··· The input ···

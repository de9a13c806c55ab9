use super::*;
use crate::model::{SummaryScope, TokenUsage};
use chrono::Duration;
use tempfile::TempDir;

fn summary(id: &str, text: &str) -> Summary {
    Summary {
        entity_id: id.to_string(),
        scope: SummaryScope::Entity,
        summary: text.to_string(),
        description: format!("{} in detail", text),
        responsibilities: vec!["one thing".to_string()],
        usage: TokenUsage::new(10, 5),
        model_identity: "test-model".to_string(),
        content_hash: String::new(),
        fallback: false,
    }
}

fn options(model: &str) -> CacheOptions {
    CacheOptions {
        ttl: None,
        model_identity: Some(model.to_string()),
    }
}

fn chain() -> HashMap<String, Vec<String>> {
    // C depends on B depends on A
    let mut dependents = HashMap::new();
    dependents.insert("A".to_string(), vec!["B".to_string()]);
    dependents.insert("B".to_string(), vec!["C".to_string()]);
    dependents
}

#[test]
fn test_hash_change_misses_then_restore_hits() {
    let cache = IncrementalCache::in_memory(CacheOptions::default());
    cache.store(&summary("e", "first"), "h1");
    assert_eq!(cache.lookup("e", "h1").map(|s| s.summary), Some("first".to_string()));
    assert!(cache.lookup("e", "h2").is_none());

    cache.store(&summary("e", "second"), "h2");
    let hit = cache.lookup("e", "h2").unwrap();
    assert_eq!(hit.summary, "second");
    assert_eq!(hit.content_hash, "h2");
    assert!(cache.lookup("e", "h1").is_none());
}

#[test]
fn test_unknown_id_misses() {
    let cache = IncrementalCache::in_memory(CacheOptions::default());
    assert!(cache.lookup("nope", "h").is_none());
}

#[test]
fn test_zero_ttl_expires_immediately() {
    let cache = IncrementalCache::in_memory(CacheOptions {
        ttl: Some(Duration::zero()),
        model_identity: None,
    });
    cache.store(&summary("e", "s"), "h1");
    assert!(cache.lookup("e", "h1").is_none());
    assert_eq!(cache.stats().expired_entries, 1);
    assert_eq!(cache.cleanup_expired(), 1);
    assert!(cache.is_empty());
}

#[test]
fn test_long_ttl_still_hits() {
    let cache = IncrementalCache::in_memory(CacheOptions {
        ttl: Some(Duration::hours(1)),
        model_identity: None,
    });
    cache.store(&summary("e", "s"), "h1");
    assert!(cache.lookup("e", "h1").is_some());
    assert_eq!(cache.cleanup_expired(), 0);
}

#[test]
fn test_model_change_misses() {
    let dir = TempDir::new().unwrap();
    let first = IncrementalCache::open(dir.path(), options("model-a"));
    first.store(&summary("e", "s"), "h1");
    assert!(first.flush());
    assert_eq!(first.entry("e").unwrap().model_identity, "model-a");

    let same = IncrementalCache::open(dir.path(), options("model-a"));
    assert!(same.lookup("e", "h1").is_some());

    let other = IncrementalCache::open(dir.path(), options("model-b"));
    assert!(other.lookup("e", "h1").is_none());
}

#[test]
fn test_unconfigured_model_stamps_summary_identity() {
    let cache = IncrementalCache::in_memory(CacheOptions::default());
    cache.store(&summary("e", "s"), "h1");
    assert_eq!(cache.entry("e").unwrap().model_identity, "test-model");
}

#[test]
fn test_cascade_is_transitive_and_idempotent() {
    let cache = IncrementalCache::in_memory(CacheOptions::default());
    for id in ["A", "B", "C"] {
        cache.store(&summary(id, id), "h");
    }

    let mut removed = cache.invalidate_cascade("A", &chain());
    removed.sort();
    assert_eq!(removed, vec!["A", "B", "C"]);
    assert!(cache.is_empty());
    assert!(cache.invalidate_cascade("A", &chain()).is_empty());
}

#[test]
fn test_cascade_walks_through_uncached_ids() {
    let cache = IncrementalCache::in_memory(CacheOptions::default());
    cache.store(&summary("A", "a"), "h");
    cache.store(&summary("C", "c"), "h");

    let mut removed = cache.invalidate_cascade("A", &chain());
    removed.sort();
    assert_eq!(removed, vec!["A", "C"]);
}

#[test]
fn test_cascade_terminates_on_cycle() {
    let cache = IncrementalCache::in_memory(CacheOptions::default());
    cache.store(&summary("X", "x"), "h");
    cache.store(&summary("Y", "y"), "h");
    let mut dependents = HashMap::new();
    dependents.insert("X".to_string(), vec!["Y".to_string()]);
    dependents.insert("Y".to_string(), vec!["X".to_string()]);

    assert_eq!(cache.invalidate_cascade("X", &dependents).len(), 2);
}

#[test]
fn test_invalidate_dependents_is_one_hop() {
    let cache = IncrementalCache::in_memory(CacheOptions::default());
    for id in ["A", "B", "C"] {
        cache.store(&summary(id, id), "h");
    }

    assert_eq!(cache.invalidate_dependents("A", &chain()), vec!["B"]);
    assert!(cache.entry("A").is_some());
    assert!(cache.entry("C").is_some());
}

#[test]
fn test_cascade_over_entity_store() {
    use crate::model::{Entity, EntityDetail, Location, Relation, RelationKind};

    let mut store = EntityStore::new();
    for id in ["a", "b", "c"] {
        store
            .add_entity(Entity::new(id, id, EntityDetail::function(), Location::new("src/lib.rs", 1, 1)))
            .unwrap();
    }
    store.add_relation(Relation::new("b", "a", RelationKind::Calls));
    store.add_relation(Relation::new("c", "b", RelationKind::Calls));

    let cache = IncrementalCache::in_memory(CacheOptions::default());
    for id in ["a", "b", "c"] {
        cache.store(&summary(id, id), "h");
    }
    assert_eq!(cache.invalidate_cascade("a", &store).len(), 3);
}

#[test]
fn test_persistence_round_trip() {
    let dir = TempDir::new().unwrap();
    {
        let cache = IncrementalCache::open(dir.path(), CacheOptions::default());
        cache.store(&summary("src/lib.rs::f", "does f"), "h1");
        assert!(cache.flush());
    }
    assert!(persist::index_path(dir.path()).exists());
    assert!(persist::artifact_path(dir.path(), "src/lib.rs::f").exists());

    let reopened = IncrementalCache::open(dir.path(), CacheOptions::default());
    assert_eq!(reopened.len(), 1);
    let hit = reopened.lookup("src/lib.rs::f", "h1").unwrap();
    assert_eq!(hit.summary, "does f");
    assert_eq!(hit.usage, TokenUsage::new(10, 5));
}

#[test]
fn test_unflushed_entries_are_not_persisted() {
    let dir = TempDir::new().unwrap();
    let cache = IncrementalCache::open(dir.path(), CacheOptions::default());
    cache.store(&summary("e", "s"), "h1");

    let reopened = IncrementalCache::open(dir.path(), CacheOptions::default());
    assert!(reopened.is_empty());
}

#[test]
fn test_format_mismatch_resets_index() {
    let dir = TempDir::new().unwrap();
    {
        let cache = IncrementalCache::open(dir.path(), CacheOptions::default());
        cache.store(&summary("e", "s"), "h1");
        cache.flush();
    }
    let path = persist::index_path(dir.path());
    let raw = std::fs::read_to_string(&path).unwrap();
    let mut json: serde_json::Value = serde_json::from_str(&raw).unwrap();
    json["format_version"] = serde_json::json!(FORMAT_VERSION + 1);
    std::fs::write(&path, json.to_string()).unwrap();

    let reopened = IncrementalCache::open(dir.path(), CacheOptions::default());
    assert!(reopened.is_empty());
    assert!(reopened.lookup("e", "h1").is_none());
    assert_eq!(reopened.stats().format_version, FORMAT_VERSION);
}

#[test]
fn test_corrupt_index_starts_empty() {
    let dir = TempDir::new().unwrap();
    std::fs::write(persist::index_path(dir.path()), "{not json").unwrap();
    let cache = IncrementalCache::open(dir.path(), CacheOptions::default());
    assert!(cache.is_empty());
}

#[test]
fn test_missing_artifact_is_a_miss() {
    let dir = TempDir::new().unwrap();
    {
        let cache = IncrementalCache::open(dir.path(), CacheOptions::default());
        cache.store(&summary("e", "s"), "h1");
        cache.flush();
    }
    std::fs::remove_file(persist::artifact_path(dir.path(), "e")).unwrap();

    let reopened = IncrementalCache::open(dir.path(), CacheOptions::default());
    assert!(reopened.entry("e").is_some());
    assert!(reopened.lookup("e", "h1").is_none());
}

#[test]
fn test_prune_missing_and_stats() {
    let cache = IncrementalCache::in_memory(options("m"));
    for id in ["a", "b", "c"] {
        cache.store(&summary(id, id), "h");
    }
    assert_eq!(cache.prune_missing(["a", "c"]), vec!["b"]);

    let stats = cache.stats();
    assert_eq!(stats.total_entries, 2);
    assert_eq!(stats.expired_entries, 0);
    assert_eq!(stats.by_model.get("m"), Some(&2));
}

#[test]
fn test_clear_removes_directory() {
    let dir = TempDir::new().unwrap();
    let cache_dir = dir.path().join("cache");
    let cache = IncrementalCache::open(&cache_dir, CacheOptions::default());
    cache.store(&summary("e", "s"), "h1");
    cache.flush();
    assert!(cache_dir.exists());

    cache.clear();
    assert!(cache.is_empty());
    assert!(!cache_dir.exists());
}
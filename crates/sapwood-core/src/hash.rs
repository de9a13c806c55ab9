//! Stable content hashing

use crate::model::Entity;
use sha2::{Digest, Sha256};

/// SHA-256 hex digest of an entity's whitespace-normalized content, kind and name.
///
/// Reformatting (indentation, trailing spaces, blank lines) does not change
/// the hash; renaming or changing the kind does.
pub fn content_hash(entity: &Entity) -> String {
    let mut hasher = Sha256::new();
    for (i, token) in entity.content.split_whitespace().enumerate() {
        if i > 0 {
            hasher.update(b" ");
        }
        hasher.update(token.as_bytes());
    }
    hasher.update([0u8]);
    hasher.update(entity.kind().as_str().as_bytes());
    hasher.update([0u8]);
    hasher.update(entity.name.as_bytes());
    format!("{:x}", hasher.finalize())
}

/// Combine several hashes into one, independent of input order.
pub fn combined_hash<'a>(hashes: impl IntoIterator<Item = &'a str>) -> String {
    let mut sorted: Vec<&str> = hashes.into_iter().collect();
    sorted.sort_unstable();
    let mut hasher = Sha256::new();
    for h in sorted {
        hasher.update(h.as_bytes());
        hasher.update([0u8]);
    }
    format!("{:x}", hasher.finalize())
}

/// Flat file name for an entity's cache artifact.
pub fn id_digest(id: &str) -> String {
    let mut hasher = Sha256::new();
    hasher.update(id.as_bytes());
    format!("{:x}", hasher.finalize())
}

···

** Goal of the exercise **
Look through the entries for lines containing the word "insert" and return each one.

** Your response **
    dependents.insert("A".to_string(), vec!["B".to_string()]);
    dependents.insert("B".to_string(), vec!["C".to_string()]);
    dependents.insert("X".to_string(), vec!["Y".to_string()]);
    dependents.insert("Y".to_string(), vec!["X".to_string()]);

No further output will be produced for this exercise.